> Task objective: Write out again the entries from the first line to the line that includes "and the credential-repair", keeping both of those lines.

[Dataset excerpts]
<<<<
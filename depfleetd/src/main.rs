//! Depfleet - fleet-wide dependency-update orchestration daemon.
//!
//! Wires the credential subsystems to the control loops: the cron-driven
//! fleet trigger renders queued update runs, the admission controller
//! promotes them under the concurrency ceiling, and the credential-repair
//! listener heals token secrets that lost the race against their pod's
//! mount.

#![forbid(unsafe_code)]

mod admission;
mod events;
mod repair;
mod trigger;

use anyhow::{Context, Result};
use clap::Parser;
use secrecy::SecretString;
use std::collections::BTreeMap;
use std::path::PathBuf;
use std::str::FromStr;
use std::sync::Arc;
use std::time::Duration;
use tracing::{info, warn};
use tracing_subscriber::{EnvFilter, fmt, prelude::*};

use depfleet_common::{
    LABEL_CREDENTIAL, Labels, MemoryStore, ObjectStore, OrchestratorConfig, Secret,
};
use depfleet_creds::{
    GithubAppApi, GithubAppClient, InstallationDirectory, MockAppApi, StaticCredentialSource,
    TokenIssuer,
};

use admission::{AdmissionConfig, AdmissionController};
use events::EventBus;
use repair::CredentialRepair;
use trigger::{FleetTrigger, TriggerConfig};

/// How long one installation-discovery snapshot may be served.
const DISCOVERY_MAX_AGE: Duration = Duration::from_secs(600);

#[derive(Parser)]
#[command(name = "depfleetd")]
#[command(author, version, about = "Depfleet daemon - dependency-update fleet orchestration")]
struct Cli {
    /// Path to the TOML configuration file
    #[arg(short, long)]
    config: Option<PathBuf>,

    /// Override the configured namespace
    #[arg(short, long)]
    namespace: Option<String>,

    /// Run a single trigger sweep and exit
    #[arg(long)]
    once: bool,

    /// Run against the in-memory store with seeded fixtures
    #[arg(long)]
    dev: bool,

    /// Enable verbose output
    #[arg(short, long)]
    verbose: bool,
}

#[tokio::main]
async fn main() -> Result<()> {
    let cli = Cli::parse();

    let mut config = OrchestratorConfig::load(cli.config.as_deref())
        .context("loading orchestrator configuration")?;
    if let Some(namespace) = cli.namespace {
        config.general.namespace = namespace;
    }

    // Initialize logging
    let filter = if cli.verbose {
        EnvFilter::new("debug")
    } else {
        EnvFilter::new(config.general.log_level.clone())
    };
    tracing_subscriber::registry()
        .with(fmt::layer())
        .with(filter)
        .init();

    info!("Starting Depfleet daemon...");

    // The object store is an external collaborator; this binary wires the
    // in-process implementation, which backs dev mode and doubles as the
    // integration seam for a real cluster adapter.
    let store = MemoryStore::shared();
    let namespace = config.general.namespace.clone();

    let api: Arc<dyn GithubAppApi> = if cli.dev {
        info!("Dev mode: using mock platform API with seeded installations");
        seed_dev_fixtures(&store, &namespace).await?;
        Arc::new(
            MockAppApi::new()
                .with_installation(101, &["acme/widgets", "acme/gadgets"])
                .with_installation(102, &["globex/site"]),
        )
    } else {
        build_platform_api(&config)?
    };

    let (validity, usage_window) = config.credentials.token_windows();
    let directory = Arc::new(InstallationDirectory::new(api.clone(), DISCOVERY_MAX_AGE));
    let issuer = Arc::new(TokenIssuer::new(
        api.clone(),
        directory.clone(),
        validity,
        usage_window,
    ));
    let statics = Arc::new(StaticCredentialSource::new(
        store.clone() as Arc<dyn ObjectStore>,
        &namespace,
        static_credential_selector(),
    ));

    let events = EventBus::new(256);
    let trigger = Arc::new(FleetTrigger::new(
        store.clone() as Arc<dyn ObjectStore>,
        api,
        directory,
        issuer.clone(),
        statics.clone(),
        events.clone(),
        TriggerConfig::from_config(&config),
    ));

    if cli.once {
        let summary = trigger.run().await?;
        info!(
            executions = summary.executions_created,
            repositories = summary.repositories_processed,
            failures = summary.failures.len(),
            "single trigger sweep complete"
        );
        return Ok(());
    }

    let admission = Arc::new(AdmissionController::new(
        store.clone() as Arc<dyn ObjectStore>,
        AdmissionConfig {
            ceiling: config.limits.concurrency_ceiling,
            namespace: namespace.clone(),
            tick_interval: config.general.admission_tick(),
        },
        events.clone(),
    ));
    let repair = Arc::new(CredentialRepair::new(
        store.clone() as Arc<dyn ObjectStore>,
        issuer,
        statics,
        events.clone(),
    ));

    let schedule = cron::Schedule::from_str(&config.general.trigger_schedule)
        .with_context(|| format!("invalid trigger schedule {:?}", config.general.trigger_schedule))?;

    let _admission_handle = admission.start();
    info!(
        ceiling = config.limits.concurrency_ceiling,
        "Admission controller started"
    );

    let _repair_handle = repair.start();
    info!("Credential repair listener started");

    let _trigger_handle = trigger.start(schedule);
    info!(
        schedule = %config.general.trigger_schedule,
        "Fleet trigger scheduled"
    );

    tokio::signal::ctrl_c().await?;
    info!("Shutting down");
    Ok(())
}

/// Construct the production platform client from configuration, or fall
/// back to an empty mock when the app is not configured (GitHub lookups
/// then fail `NotFound` until an operator provides credentials).
fn build_platform_api(config: &OrchestratorConfig) -> Result<Arc<dyn GithubAppApi>> {
    match (&config.github.app_id, &config.github.private_key_path) {
        (app_id, Some(key_path)) if !app_id.is_empty() => {
            let pem = std::fs::read_to_string(key_path)
                .with_context(|| format!("reading app private key {}", key_path.display()))?;
            let client = GithubAppClient::new(
                app_id.clone(),
                SecretString::from(pem),
                &config.github.api_endpoint,
            )?;
            Ok(Arc::new(client))
        }
        _ => {
            warn!("github app credentials not configured; github lookups will find nothing");
            Ok(Arc::new(MockAppApi::new()))
        }
    }
}

fn static_credential_selector() -> Labels {
    Labels::from([(LABEL_CREDENTIAL.to_string(), "static".to_string())])
}

/// Seed the in-memory store with an operator-style static credential so
/// dev-mode sweeps have something to select.
async fn seed_dev_fixtures(store: &Arc<MemoryStore>, namespace: &str) -> Result<()> {
    store
        .create_secret(Secret {
            name: "gitea-fleet-credential".to_string(),
            namespace: namespace.to_string(),
            labels: static_credential_selector(),
            data: BTreeMap::from([
                ("host".to_string(), "gitea.internal".to_string()),
                ("username".to_string(), "depfleet-dev".to_string()),
                ("password".to_string(), "dev-password".to_string()),
                ("repositories".to_string(), "infra/*".to_string()),
            ]),
        })
        .await?;
    Ok(())
}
>>>>
> Written reply:
filename depfleetd/src/main.rs
//! Depfleet - fleet-wide dependency-update orchestration daemon.
//!
//! Wires the credential subsystems to the control loops: the cron-driven
//! fleet trigger renders queued update runs, the admission controller
//! promotes them under the concurrency ceiling, and the credential-repair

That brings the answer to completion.